== WORK INSTRUCTION ==
Among the records below, which lines contain the string "ErrorClass"? Report them.

[Collected data entries]

--------------------

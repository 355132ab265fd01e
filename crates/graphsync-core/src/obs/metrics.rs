use chrono::Utc;
use serde::{Deserialize, Serialize};
use std::{cell::RefCell, collections::BTreeMap};

///
/// EventState
/// Ephemeral, in-memory counters for reconciliation passes.
///

#[derive(Clone, Debug, Deserialize, Serialize)]
pub struct EventState {
    pub ops: EventOps,
    pub perf: EventPerf,
    pub entities: BTreeMap<String, EntityCounters>,
    pub since_ms: u64,
}

impl Default for EventState {
    fn default() -> Self {
        Self {
            ops: EventOps::default(),
            perf: EventPerf::default(),
            entities: BTreeMap::new(),
            since_ms: now_millis(),
        }
    }
}

///
/// EventOps
///

#[derive(Clone, Debug, Default, Deserialize, Serialize)]
pub struct EventOps {
    // Batch entrypoints
    pub batches: u64,

    // Records
    pub records_upserted: u64,
    pub skipped_disabled: u64,
    pub skipped_missing_id: u64,
    pub shape_mismatches: u64,

    // Objects touched
    pub entities_created: u64,
    pub entities_deleted: u64,

    // Identity cache
    pub cache_loads: u64,
    pub cache_rows_loaded: u64,
    pub cache_resets: u64,
}

///
/// EntityCounters
///

#[derive(Clone, Debug, Default, Deserialize, Serialize)]
pub struct EntityCounters {
    pub batches: u64,
    pub records_upserted: u64,
    pub skipped_disabled: u64,
    pub skipped_missing_id: u64,
    pub shape_mismatches: u64,
    pub entities_created: u64,
    pub entities_deleted: u64,
    pub cache_loads: u64,
    pub cache_rows_loaded: u64,
}

///
/// EventPerf
///

#[derive(Clone, Debug, Default, Deserialize, Serialize)]
pub struct EventPerf {
    // Wall-clock batch durations in microseconds
    pub batch_micros_total: u128,
    pub batch_micros_max: u64,
}

thread_local! {
    static EVENT_STATE: RefCell<EventState> = RefCell::new(EventState::default());
}

#[expect(clippy::cast_sign_loss)]
fn now_millis() -> u64 {
    Utc::now().timestamp_millis().max(0) as u64
}

/// Borrow metrics immutably.
pub(crate) fn with_state<R>(f: impl FnOnce(&EventState) -> R) -> R {
    EVENT_STATE.with(|m| f(&m.borrow()))
}

/// Borrow metrics mutably.
pub(crate) fn with_state_mut<R>(f: impl FnOnce(&mut EventState) -> R) -> R {
    EVENT_STATE.with(|m| f(&mut m.borrow_mut()))
}

/// Borrow one entity's counters mutably, creating them on first use.
pub(crate) fn entity_mut<'a>(m: &'a mut EventState, entity: &str) -> &'a mut EntityCounters {
    m.entities.entry(entity.to_string()).or_default()
}

/// Reset all counters and restart the window.
pub(crate) fn reset_all() {
    with_state_mut(|m| *m = EventState::default());
}

/// Accumulate a duration sample and track a max.
pub(crate) fn add_micros(total: &mut u128, max: &mut u64, delta: u64) {
    *total = total.saturating_add(u128::from(delta));
    if delta > *max {
        *max = delta;
    }
}

///
/// EventReport
///

#[derive(Clone, Debug, Default, Deserialize, Serialize)]
pub struct EventReport {
    /// Ephemeral runtime counters since `since_ms`.
    pub counters: Option<EventState>,
    /// Per-entity counters, busiest first.
    pub entity_counters: Vec<EntitySummary>,
}

///
/// EntitySummary
///

#[derive(Clone, Debug, Default, Deserialize, Serialize)]
pub struct EntitySummary {
    pub entity: String,
    pub batches: u64,
    pub records_upserted: u64,
    pub entities_created: u64,
    pub entities_deleted: u64,
    pub skipped: u64,
    pub avg_records_per_batch: f64,
}

/// Build a report from the in-memory counters.
///
/// When `window_start_ms` is later than the current window start the
/// counters are considered stale and an empty report is returned.
#[must_use]
#[expect(clippy::cast_precision_loss)]
pub(crate) fn report(window_start_ms: Option<u64>) -> EventReport {
    let snap = with_state(Clone::clone);
    if window_start_ms.is_some_and(|start| start > snap.since_ms) {
        return EventReport::default();
    }

    let mut entity_counters: Vec<EntitySummary> = snap
        .entities
        .iter()
        .map(|(entity, c)| EntitySummary {
            entity: entity.clone(),
            batches: c.batches,
            records_upserted: c.records_upserted,
            entities_created: c.entities_created,
            entities_deleted: c.entities_deleted,
            skipped: c.skipped_disabled.saturating_add(c.skipped_missing_id),
            avg_records_per_batch: if c.batches > 0 {
                c.records_upserted as f64 / c.batches as f64
            } else {
                0.0
            },
        })
        .collect();

    entity_counters.sort_by(|a, b| {
        b.records_upserted
            .cmp(&a.records_upserted)
            .then_with(|| a.entity.cmp(&b.entity))
    });

    EventReport {
        counters: Some(snap),
        entity_counters,
    }
}

///
/// TESTS
///

#[cfg(test)]
#[expect(clippy::float_cmp)]
mod tests {
    use super::*;

    #[test]
    fn reset_all_clears_state() {
        with_state_mut(|m| {
            m.ops.batches = 3;
            m.perf.batch_micros_max = 9;
            entity_mut(m, "Device").records_upserted = 1;
        });

        reset_all();

        with_state(|m| {
            assert_eq!(m.ops.batches, 0);
            assert_eq!(m.perf.batch_micros_max, 0);
            assert!(m.entities.is_empty());
        });
    }

    #[test]
    fn report_orders_entities_by_upserts() {
        reset_all();
        with_state_mut(|m| {
            let device = entity_mut(m, "Device");
            device.batches = 2;
            device.records_upserted = 6;
            let contract = entity_mut(m, "Contract");
            contract.batches = 1;
            contract.records_upserted = 6;
            entity_mut(m, "User").records_upserted = 1;
        });

        let report = report(None);
        let names: Vec<_> = report
            .entity_counters
            .iter()
            .map(|e| e.entity.as_str())
            .collect();

        assert_eq!(names, ["Contract", "Device", "User"]);
        assert_eq!(report.entity_counters[0].avg_records_per_batch, 6.0);
        assert_eq!(report.entity_counters[1].avg_records_per_batch, 3.0);
    }

    #[test]
    fn report_after_window_start_is_empty() {
        reset_all();
        let start = with_state(|m| m.since_ms);

        assert!(report(Some(start)).counters.is_some());
        assert!(report(Some(start.saturating_add(1))).counters.is_none());
    }

    #[test]
    fn add_micros_tracks_max() {
        let (mut total, mut max) = (0u128, 0u64);
        add_micros(&mut total, &mut max, 5);
        add_micros(&mut total, &mut max, 3);

        assert_eq!(total, 8);
        assert_eq!(max, 5);
    }
}
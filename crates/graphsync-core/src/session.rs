use crate::{
    batch::{BatchProcessor, BatchReport},
    error::InternalError,
    identity::IdentityCache,
    model::Schema,
    obs::sink::{MetricsSink, with_metrics_sink},
    reconcile::MapperOptions,
    record::RawRecord,
    snapshot::{SnapshotProcessor, SnapshotReport},
    store::ObjectStore,
};
use serde_json::Value as JsonValue;
use std::sync::Arc;
use tracing::{error, info};

///
/// SyncSession
///
/// Session-scoped handle with policy (mapper options, metrics) and
/// write-context routing. Every apply call is one reconciliation pass:
/// a fresh scoped write context, a fresh identity cache, one commit.
///

pub struct SyncSession<S: ObjectStore> {
    store: S,
    schema: Arc<Schema>,
    options: MapperOptions,
    metrics: Option<&'static dyn MetricsSink>,
}

impl<S: ObjectStore> SyncSession<S> {
    #[must_use]
    pub fn new(store: S, schema: Arc<Schema>) -> Self {
        Self {
            store,
            schema,
            options: MapperOptions::default(),
            metrics: None,
        }
    }

    #[must_use]
    pub fn options(mut self, options: MapperOptions) -> Self {
        self.options = options;
        self
    }

    #[must_use]
    pub const fn metrics_sink(mut self, sink: &'static dyn MetricsSink) -> Self {
        self.metrics = Some(sink);
        self
    }

    #[must_use]
    pub const fn store(&self) -> &S {
        &self.store
    }

    pub const fn store_mut(&mut self) -> &mut S {
        &mut self.store
    }

    #[must_use]
    pub fn into_store(self) -> S {
        self.store
    }

    #[must_use]
    pub const fn schema(&self) -> &Arc<Schema> {
        &self.schema
    }

    // ---------------------------------------------------------------------
    // Apply entry points
    // ---------------------------------------------------------------------

    /// Apply a combined `{ "entities": { ... } }` payload, one authoritative
    /// batch per requested type, in the given order.
    pub fn apply_snapshot<T: AsRef<str>>(
        &mut self,
        payload: &JsonValue,
        requested_types: &[T],
    ) -> Result<SnapshotReport, InternalError> {
        self.run_in_context(|batch| {
            SnapshotProcessor::new(batch).process_snapshot(payload, requested_types)
        })
    }

    /// Apply a single-type `{ "data": [ ... ] }` payload.
    ///
    /// `Ok(None)` means the payload was malformed and nothing was applied.
    pub fn apply_data(
        &mut self,
        entity: &str,
        payload: &JsonValue,
        delete_not_provided: bool,
    ) -> Result<Option<BatchReport>, InternalError> {
        self.run_in_context(|mut batch| batch.process_data(entity, payload, delete_not_provided))
    }

    pub fn apply_records(
        &mut self,
        entity: &str,
        records: &[RawRecord],
        delete_not_provided: bool,
    ) -> Result<BatchReport, InternalError> {
        self.run_in_context(|mut batch| {
            batch.process_batch(entity, records, delete_not_provided)
        })
    }

    /// Drop all stored content at every level of the store.
    pub fn reset_storage(&mut self) {
        self.store.reset();
        info!("storage reset");
    }

    // ---------------------------------------------------------------------
    // Context routing
    // ---------------------------------------------------------------------

    // Open a scoped context, run `op`, then commit upward or throw the
    // context away. The context slot is always released.
    fn run_in_context<T>(
        &mut self,
        op: impl FnOnce(BatchProcessor<'_>) -> Result<T, InternalError>,
    ) -> Result<T, InternalError> {
        let metrics = self.metrics;
        let policy = self.options.shape_mismatch;

        let result = with_metrics(metrics, || {
            let ctx = self.store.new_scoped_write_context()?;

            let outcome = {
                let schema = self.schema.as_ref();
                let mut cache = IdentityCache::new();
                self.store.scope(ctx).and_then(|mut scope| {
                    op(BatchProcessor::new(&mut scope, schema, &mut cache).policy(policy))
                })
            };

            let outcome = outcome.and_then(|value| {
                if self.store.has_pending_changes(ctx) {
                    self.store.save(ctx)?;
                }
                Ok(value)
            });
            self.store.discard(ctx);

            outcome
        });

        if let Err(err) = &result {
            error!(error = %err.display_with_class(), "reconciliation pass aborted");
        }

        result
    }
}

fn with_metrics<T>(sink: Option<&'static dyn MetricsSink>, f: impl FnOnce() -> T) -> T {
    if let Some(sink) = sink {
        with_metrics_sink(sink, f)
    } else {
        f()
    }
}

#[cfg(test)]
mod tests {
    use super::*;
    use crate::{
        ID_FIELD,
        error::{ErrorClass, ErrorOrigin},
        obs::{MetricsEvent, metrics_report, metrics_reset_all},
        reconcile::ShapeMismatchPolicy,
        store::MemoryStore,
        test_support::{fixture_schema, record},
        value::Value,
    };
    use serde_json::json;
    use std::sync::{
        Mutex,
        atomic::{AtomicU64, Ordering},
    };

    fn session() -> SyncSession<MemoryStore> {
        let schema = Arc::new(fixture_schema());
        SyncSession::new(MemoryStore::new(Arc::clone(&schema)), schema)
    }

    fn ids(session: &SyncSession<MemoryStore>, entity: &str) -> Vec<i64> {
        let view = session.store().view();
        let mut ids: Vec<_> = view
            .all(entity)
            .expect("fetch should succeed")
            .into_iter()
            .filter_map(|key| view.attribute(key, ID_FIELD).and_then(Value::as_int))
            .collect();
        ids.sort_unstable();
        ids
    }

    #[test]
    fn snapshot_is_committed_to_the_main_context() {
        let mut session = session();
        let payload = json!({
            "entities": {
                "Organization": [{ "id": 1, "name": "acme" }],
                "Contract": [{ "id": 10, "organization": { "id": 1, "referenceOnly": true } }]
            }
        });

        let report = session
            .apply_snapshot(&payload, &["Organization", "Contract"])
            .expect("snapshot should apply");

        assert!(report.accepted);
        assert_eq!(ids(&session, "Organization"), [1]);
        assert_eq!(ids(&session, "Contract"), [10]);

        let view = session.store().view();
        let org = view.all("Organization").expect("fetch should succeed")[0];
        assert_eq!(view.attribute(org, "name"), Some(&Value::from("acme")));
        assert_eq!(view.to_many(org, "contracts").len(), 1);
    }

    #[test]
    fn fatal_error_leaves_storage_untouched() {
        let mut session = session();
        session
            .apply_records("Device", &[record(json!({ "id": 1, "name": "kept" }))], false)
            .expect("seed should apply");

        let err = session
            .apply_records(
                "Device",
                &[
                    record(json!({ "id": 2 })),
                    record(json!({ "id": 3, "created": "not a date" })),
                ],
                true,
            )
            .expect_err("bad date should abort the pass");

        assert_eq!(err.origin, ErrorOrigin::Reconcile);
        assert_eq!(ids(&session, "Device"), [1]);
    }

    #[test]
    fn malformed_data_payload_is_rejected() {
        let mut session = session();

        let report = session
            .apply_data("Device", &json!({ "rows": [] }), true)
            .expect("malformed payload should not be fatal");
        assert!(report.is_none());

        let report = session
            .apply_data("Device", &json!({ "data": [{ "id": 4 }] }), true)
            .expect("payload should apply")
            .expect("payload should be accepted");
        assert_eq!(report.upserted, 1);
        assert_eq!(ids(&session, "Device"), [4]);
    }

    #[test]
    fn each_pass_starts_with_a_fresh_identity_cache() {
        let mut session = session();
        session
            .apply_records("Device", &[record(json!({ "id": 1 }))], false)
            .expect("first pass should apply");

        // a second pass must see the committed object rather than create one
        session
            .apply_records("Device", &[record(json!({ "id": 1, "name": "again" }))], false)
            .expect("second pass should apply");

        assert_eq!(ids(&session, "Device"), [1]);
    }

    #[test]
    fn configured_policy_reaches_the_reconciler() {
        let mut session = session().options(MapperOptions {
            shape_mismatch: ShapeMismatchPolicy::Fail,
        });

        let err = session
            .apply_records(
                "Organization",
                &[record(json!({ "id": 1, "contracts": { "id": 2 } }))],
                false,
            )
            .expect_err("fail policy should abort");

        assert_eq!(err.class, ErrorClass::InvariantViolation);
        assert!(ids(&session, "Organization").is_empty());
    }

    #[test]
    fn reset_storage_drops_everything() {
        let mut session = session();
        session
            .apply_records("Device", &[record(json!({ "id": 1 }))], false)
            .expect("seed should apply");

        session.reset_storage();

        assert!(ids(&session, "Device").is_empty());
    }

    #[test]
    fn global_metrics_count_batches_per_entity() {
        metrics_reset_all();
        let mut session = session();
        session
            .apply_records(
                "Device",
                &[
                    record(json!({ "id": 1 })),
                    record(json!({ "id": 2, "disabled": true })),
                ],
                true,
            )
            .expect("batch should apply");

        let report = metrics_report(None);
        let counters = report
            .counters
            .expect("counters should be recorded after a batch");
        assert_eq!(counters.ops.batches, 1);
        assert_eq!(counters.ops.records_upserted, 1);
        assert_eq!(counters.ops.skipped_disabled, 1);
    }

    struct RecordingSink {
        batches: AtomicU64,
        created: Mutex<Vec<String>>,
    }

    impl MetricsSink for RecordingSink {
        fn record(&self, event: MetricsEvent<'_>) {
            match event {
                MetricsEvent::BatchFinish { .. } => {
                    self.batches.fetch_add(1, Ordering::Relaxed);
                }
                MetricsEvent::EntityCreated { entity } => {
                    self.created
                        .lock()
                        .expect("sink lock should not be poisoned")
                        .push(entity.to_string());
                }
                _ => {}
            }
        }
    }

    #[test]
    fn session_sink_overrides_the_global_sink() {
        let sink: &'static RecordingSink = Box::leak(Box::new(RecordingSink {
            batches: AtomicU64::new(0),
            created: Mutex::new(Vec::new()),
        }));
        metrics_reset_all();
        let mut session = session().metrics_sink(sink);

        session
            .apply_records("Device", &[record(json!({ "id": 1, "type": { "id": 9 } }))], false)
            .expect("batch should apply");

        assert_eq!(sink.batches.load(Ordering::Relaxed), 1);
        assert_eq!(
            *sink.created.lock().expect("sink lock should not be poisoned"),
            ["Device", "DeviceType"]
        );
        let global = metrics_report(None)
            .counters
            .expect("report should carry counters");
        assert_eq!(global.ops.batches, 0);
    }
}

--------------------

== SOLUTION FOR THIS TASK ==
        error::{ErrorClass, ErrorOrigin},
        assert_eq!(err.class, ErrorClass::InvariantViolation);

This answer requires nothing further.